Trenholme went from Mrs. Rexford's door that same day to pay some visits of duty in the village. The afternoon was warm, and exquisitely bright with the sort of dazzling brightness that sometimes presages rain. On his return he met a certain good man who was the Presbyterian minister of the place. The Scotch church had a larger following in Chellaston than the English. The clergyman and the minister were friends of a sort, a friendship which was cultivated on chance occasions as much from the desire to exercise and display large-mindedness as from the drawings of personal sympathy. The meeting this afternoon led to their walking out of the village together; and when the Scotchman had strolled as far as the college gate, Trenholme, out of courtesy and interest in the conversation, walked a mile further up the road with him.

Very beautiful was the road on that bright summer day.
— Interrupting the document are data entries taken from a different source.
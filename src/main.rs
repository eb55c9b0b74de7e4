#![allow(non_snake_case)]
use dioxus::prelude::*;
use dioxus_router::prelude::*;

use tracing::Level;

mod common;

mod components;
use components::navigation::NavBar;

mod home;
use home::Home;

mod projects;
use projects::Projects;

mod gallery;
use gallery::Gallery;

mod contact;
use contact::Contact;

fn main() {
    dioxus_logger::init(Level::INFO).expect("failed to init logger");
    launch(App);
}

#[derive(Clone, Debug, PartialEq, Routable)]
#[rustfmt::skip]
enum Route {
    #[layout(NavBar)]
        #[route("/")]
        Home {},
        #[route("/projects")]
        Projects {},
        #[route("/gallery")]
        Gallery {},
        #[route("/contact")]
        Contact {},
        // the site used to be static .html pages; keep those URLs working
        #[route("/:..segments")]
        LegacyPath { segments: Vec<String> },
}

#[derive(Clone, PartialEq, Props)]
struct LegacyPathProps {
    segments: Vec<String>,
}

#[component]
fn LegacyPath(props: LegacyPathProps) -> Element {
    let navigator = use_navigator();
    let path = format!("/{}", props.segments.join("/"));

    use_effect(move || {
        navigator.replace(common::pages::route_for_path(&path));
    });

    rsx! {}
}

#[component]
pub fn App() -> Element {
    rsx! {
        style { "{common::style::PAGE_STYLES}" }
        Router::<Route> { config: RouterConfig::default }
    }
}
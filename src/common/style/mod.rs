use constcat::concat;

mod components;
mod effects;
mod variables;

pub use components::BASE_COMPONENTS;
pub use effects::EFFECT_STYLES;
pub use variables::CSS_VARIABLES;

// Full page stylesheet, bundled once and embedded by App
pub const PAGE_STYLES: &str = concat!(
    r#"
/* Global resets and base styles */
* {
  margin: 0;
  padding: 0;
  box-sizing: border-box;
}

body {
  font-family: system-ui, -apple-system, BlinkMacSystemFont, 'Segoe UI', Roboto, Oxygen, Ubuntu, Cantarell, sans-serif;
  color: var(--text-primary);
  background: var(--gradient-sky);
  line-height: 1.6;
  min-height: 100vh;
}

a {
  color: var(--text-primary);
  text-decoration: none;
}

.container {
  max-width: 1080px;
  margin: 0 auto;
  padding: 0 var(--space-md);
}

.page-content {
  position: relative;
  z-index: 1;
}
"#,
    CSS_VARIABLES,
    BASE_COMPONENTS,
    EFFECT_STYLES,
);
They heard the ripple of the river faintly where it was separated from them by the Harmon garden and the old cemetery. Further on, the sound of the water came nearer, for there was only the wilderness of half overgrown pasture and sumac trees between them and it. Then, where the river curved, they came by its bank, road and river-side meeting in a grove of majestic pines. The ground here was soft and fragrant with the pine needles of half a century; the blue water curled with shadowed wave against matted roots; the swaying firmament was of lofty branches, and the summer wind touched into harmony a million tiny harps. Minds that were not choked with their own activities would surely here have received impressions of beauty; but these two men were engaged in important conversation, and they only gave impassive heed to a scene to which they were well accustomed.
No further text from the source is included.